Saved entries
# # #

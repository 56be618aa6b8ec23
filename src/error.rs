// Application-wide error types

use thiserror::Error;

use crate::normalizer::Platform;

pub type Result<T> = std::result::Result<T, Error>;

/// Error taxonomy for the download service.
///
/// `Validation`, `UnsupportedPlatform` and `ExtractionFailed` are
/// user-caused and map to 4xx responses; the rest are server-side.
#[derive(Error, Debug)]
pub enum Error {
    /// Malformed or oversized request input (URL or artifact id).
    #[error("{0}")]
    Validation(String),

    /// The URL does not belong to any supported platform.
    #[error("Unsupported platform. Supported: YouTube, Facebook, Instagram, X/Twitter, Vimeo")]
    UnsupportedPlatform,

    /// Supported platform, but no pattern rule matched the URL.
    #[error("Could not extract valid video ID from {0} URL")]
    ExtractionFailed(Platform),

    /// An external tool (yt-dlp, ffmpeg, ffprobe) failed or timed out.
    #[error("{tool} failed: {message}")]
    ToolInvocation {
        tool: &'static str,
        message: String,
    },

    /// Artifact missing or expired at retrieval time.
    #[error("{0}")]
    NotFound(String),

    /// Artifact present but zero-length; never served.
    #[error("Downloaded file is empty")]
    EmptyArtifact,

    #[error("I/O error: {0}")]
    Io(#[from] std::io::Error),

    #[error("Serialization error: {0}")]
    Serialization(#[from] serde_json::Error),
}

impl Error {
    pub fn validation(msg: impl Into<String>) -> Self {
        Self::Validation(msg.into())
    }

    pub fn tool(tool: &'static str, message: impl Into<String>) -> Self {
        Self::ToolInvocation {
            tool,
            message: message.into(),
        }
    }

    pub fn not_found(msg: impl Into<String>) -> Self {
        Self::NotFound(msg.into())
    }
}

# # #

TASK DESCRIPTION:
Set down the records again, exactly.

RESULT:
repository 56be618aa6b8ec23
filename src/error.rs
// Application-wide error types

use thiserror::Error;

use crate::normalizer::Platform;

pub type Result<T> = std::result::Result<T, Error>;

/// Error taxonomy for the download service.
///
/// `Validation`, `UnsupportedPlatform` and `ExtractionFailed` are
/// user-caused and map to 4xx responses; the rest are server-side.
#[derive(Error, Debug)]
pub enum Error {
    /// Malformed or oversized request input (URL or artifact id).
    #[error("{0}")]
    Validation(String),

    /// The URL does not belong to any supported platform.
    #[error("Unsupported platform. Supported: YouTube, Facebook, Instagram, X/Twitter, Vimeo")]
    UnsupportedPlatform,

    /// Supported platform, but no pattern rule matched the URL.
    #[error("Could not extract valid video ID from {0} URL")]
    ExtractionFailed(Platform),

    /// An external tool (yt-dlp, ffmpeg, ffprobe) failed or timed out.
    #[error("{tool} failed: {message}")]
    ToolInvocation {
        tool: &'static str,
        message: String,
    },

    /// Artifact missing or expired at retrieval time.
    #[error("{0}")]
    NotFound(String),

    /// Artifact present but zero-length; never served.
    #[error("Downloaded file is empty")]
    EmptyArtifact,

    #[error("I/O error: {0}")]
    Io(#[from] std::io::Error),

    #[error("Serialization error: {0}")]
    Serialization(#[from] serde_json::Error),
}

impl Error {
    pub fn validation(msg: impl Into<String>) -> Self {
        Self::Validation(msg.into())
    }

    pub fn tool(tool: &'static str, message: impl Into<String>) -> Self {
        Self::ToolInvocation {
            tool,
            message: message.into(),
        }
    }

    pub fn not_found(msg: impl Into<String>) -> Self {
        Self::NotFound(msg.into())
    }
}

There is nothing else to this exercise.